- [WORK REQUIRED]:
Among the lines below, count those that include "WrongSpacecraft", and state the count alone.

*** DATASET RECORDS ***

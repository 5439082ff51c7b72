use std::{
    collections::HashMap,
    time::Instant,
};

pub enum Stat {
    Frame,
    /// A VCDU with vcid=63
    FillFrame,
    Bytes(usize),
    /// A VCDU whose spacecraft id doesn't match the configured downlink.
    WrongSpacecraft,
    /// A VCDU counter gap; carries the number of packets dropped.
    DroppedPackets(u32),
    /// Bytes we had no open CP_PDU or TP_File to attach to
    DiscardedBytes(usize),
    BadCrc,
    TpFileComplete,
    XritEmitted,
    /// A completed TP_File for a specific APID
    APID(u16),
}

pub struct Stats {
    time: Instant,
    pub(crate) frames: usize,
    bytes: usize,
    pub(crate) fills: usize,
    pub(crate) wrong_spacecraft: usize,
    pub(crate) discontinuities: usize,
    pub(crate) dropped_packets: u64,
    discarded_bytes: usize,
    bad_crc: usize,
    tpfiles_completed: usize,
    xrit_emitted: usize,
    apid: HashMap<u16, usize>,
}

impl Stats {
    pub fn new() -> Stats {
        Stats {
            time: Instant::now(),
            frames: 0,
            bytes: 0,
            fills: 0,
            wrong_spacecraft: 0,
            discontinuities: 0,
            dropped_packets: 0,
            discarded_bytes: 0,
            bad_crc: 0,
            tpfiles_completed: 0,
            xrit_emitted: 0,
            apid: HashMap::new(),
        }
    }

    pub fn record(&mut self, stat: Stat) {
        match stat {
            Stat::Frame => self.frames += 1,
            Stat::Bytes(b) => self.bytes += b,
            Stat::FillFrame => self.fills += 1,
            Stat::WrongSpacecraft => self.wrong_spacecraft += 1,
            Stat::DroppedPackets(n) => {
                self.discontinuities += 1;
                self.dropped_packets += u64::from(n);
            }
            Stat::DiscardedBytes(n) => self.discarded_bytes += n,
            Stat::BadCrc => self.bad_crc += 1,
            Stat::TpFileComplete => self.tpfiles_completed += 1,
            Stat::XritEmitted => self.xrit_emitted += 1,
            Stat::APID(id) => *self.apid.entry(id).or_insert(0) += 1,
        }
    }

    pub fn print(&self) {
        let secs = self.time.elapsed().as_millis() as f32 / 1000.0;
        println!("==============");
        println!("Frames: {:0.2} pps", self.frames as f32 / secs.max(0.001));
        println!("Fill frames: {}", self.fills);
        println!("Wrong spacecraft: {}", self.wrong_spacecraft);
        println!("Discontinuities: {} ({} packets dropped)", self.discontinuities, self.dropped_packets);
        println!("Discarded bytes: {}", self.discarded_bytes);
        println!("Bad CRC: {}", self.bad_crc);
        println!("TP_Files completed: {}", self.tpfiles_completed);
        println!("xRIT files emitted: {}", self.xrit_emitted);
        println!("APID stats:");
        for (id, count) in self.apid.iter() {
            println!("  APID {}: {}", id, count);
        }
    }

    pub fn reset(&mut self) {
        self.time = Instant::now();
        self.frames = 0;
        self.bytes = 0;
        self.fills = 0;
        self.wrong_spacecraft = 0;
        self.discontinuities = 0;
        self.dropped_packets = 0;
        self.discarded_bytes = 0;
        self.bad_crc = 0;
        self.tpfiles_completed = 0;
        self.xrit_emitted = 0;
        self.apid.clear();
    }
}

impl Default for Stats {
    fn default() -> Self {
        Self::new()
    }
}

***

- [ANSWER]:
2